The one sheet informs that Weinrich is using his tracks as a DJ in Düsseldorf’s Salon Des Amateurs, too. The ten tracks on the album (there are six on the vinyl version, one of which is exclusive to that format, and the vinyl comes with a download code) are indeed beat-driven and full of layered, complex percussion. At some 110 bpm and a somewhat ‘padded’ sound, though, there are no big beats to set any club afire. Released by a label that deals in exquisite electronica, “Mask Talk” is music to nod your head to.
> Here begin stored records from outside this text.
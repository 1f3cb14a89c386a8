//! Tecton Incremental Reconstruction Engine
//!
//! This crate provides the demand-driven layer-proxy graph that reconstructs
//! plate-tectonic features and resolves topological plate boundaries and
//! deforming networks at arbitrary reconstruction times.
//!
//! # Architecture
//!
//! The system is organized around **layer proxies** - cached nodes that
//! compute their output on request from their input proxies. Proxies never
//! push notifications. Each exposes subject tokens that downstream input
//! wrappers poll, so a stale input is discovered lazily on the next pull.
//!
//! ## Layer Pipeline
//!
//! The standard reconstruction pipeline:
//!
//! ```text
//! rotations → reconstruction trees → reconstructed geometries
//!           → resolved lines → resolved boundaries / networks
//!           → velocities, scalar coverages, rasters
//! ```
//!
//! Topological lines always resolve before the boundaries and networks that
//! reference them. Lines only ever use reconstructed regular features as
//! sections, which keeps the feature-id reference graph acyclic.
//!
//! ## Key Features
//!
//! - **Polling Invalidation**: subject/observer token pairs instead of callbacks
//! - **Bounded Caching**: per-time LRU caches in every proxy
//! - **Handle Ordering**: every reconstruct call stamps its output with a
//!   strictly increasing [`ReconstructHandle`]
//! - **Archive Records**: input wrappers save and load through [`scribe`]
//!
//! # Example
//!
//! ```rust,ignore
//! use tecton_incremental::ReconstructGraph;
//!
//! let mut graph = ReconstructGraph::default();
//! let rotations = graph.context().feature_store.create_feature_collection("rotations");
//! graph.default_reconstruction_layer().add_rotation_feature_collection(rotations);
//!
//! let coastlines = graph.add_reconstruct_layer(None);
//! graph.set_reconstruction_time(100.0.into());
//! let rfgs = coastlines.get_current_reconstructed_feature_geometries();
//! ```

#![warn(missing_debug_implementations)]

// Core modules
pub mod cache;
pub mod config;
pub mod engine;
pub mod error;
pub mod metrics;

// Reconstruction
pub mod reconstruct_context;
pub mod reconstruct_method;
pub mod reconstructed;
pub mod rfg_index;
pub mod topology;

// Layer graph
pub mod assign_plate_ids;
pub mod graph;
pub mod layer_proxy;
pub mod scribe;

#[cfg(test)]
mod test_fixtures;

// Re-export main types
pub use cache::{CacheStats, Insertion, KeyedCache};
pub use config::{ConfigError, EngineConfig};
pub use engine::EngineContext;
pub use error::{ScribeError, TopologyReferenceError};
pub use graph::ReconstructGraph;
pub use layer_proxy::{LayerProxy, LayerProxyHandle, LayerProxyVisitor};
pub use metrics::{MetricsSnapshot, ProxyEvent, ProxyMetrics};
pub use reconstructed::{ReconstructHandle, ReconstructedFeatureGeometry};
pub use scribe::{ScribeLoad, SCRIBE_VERSION};
pub use topology::{
    ResolvedTopologicalBoundary, ResolvedTopologicalLine, ResolvedTopologicalNetwork,
};

/// Prelude module for convenient imports
pub mod prelude {
    pub use crate::engine::EngineContext;
    pub use crate::graph::ReconstructGraph;
    pub use crate::layer_proxy::raster::RasterLayerProxy;
    pub use crate::layer_proxy::reconstruct::ReconstructLayerProxy;
    pub use crate::layer_proxy::reconstruction::ReconstructionLayerProxy;
    pub use crate::layer_proxy::scalar_coverage::ReconstructScalarCoverageLayerProxy;
    pub use crate::layer_proxy::topology_geometry::TopologyGeometryResolverLayerProxy;
    pub use crate::layer_proxy::topology_network::TopologyNetworkResolverLayerProxy;
    pub use crate::layer_proxy::velocity::VelocityFieldCalculatorLayerProxy;
    pub use crate::layer_proxy::LayerProxy;
    pub use tecton_types::{FeatureId, PlateId, ReconstructionTime};
}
Or maybe dance, if you’re a robot. Using hardly any vocals and only analogue machinery, Weinrich manages to sound both retro and futuristic. Vintage sounds for the future, that resemble Cluster more than anything else, but add more than a grain of Cologne’s minimal techno – what with Cologne only a few miles away from Düsseldorf. “Mask Talk” is a cathartic listening experience, and while the title track or “Prox” might indeed even work fine as a 12”, I’ve found it difficult to appreciate the whole album in one go. But anyway: If a forward thinking take on vintage German electronica sounds good to you, then “Mask Talk” is the place to go. 7/10 --
Jan-Arne Sohns (26 May, 2010)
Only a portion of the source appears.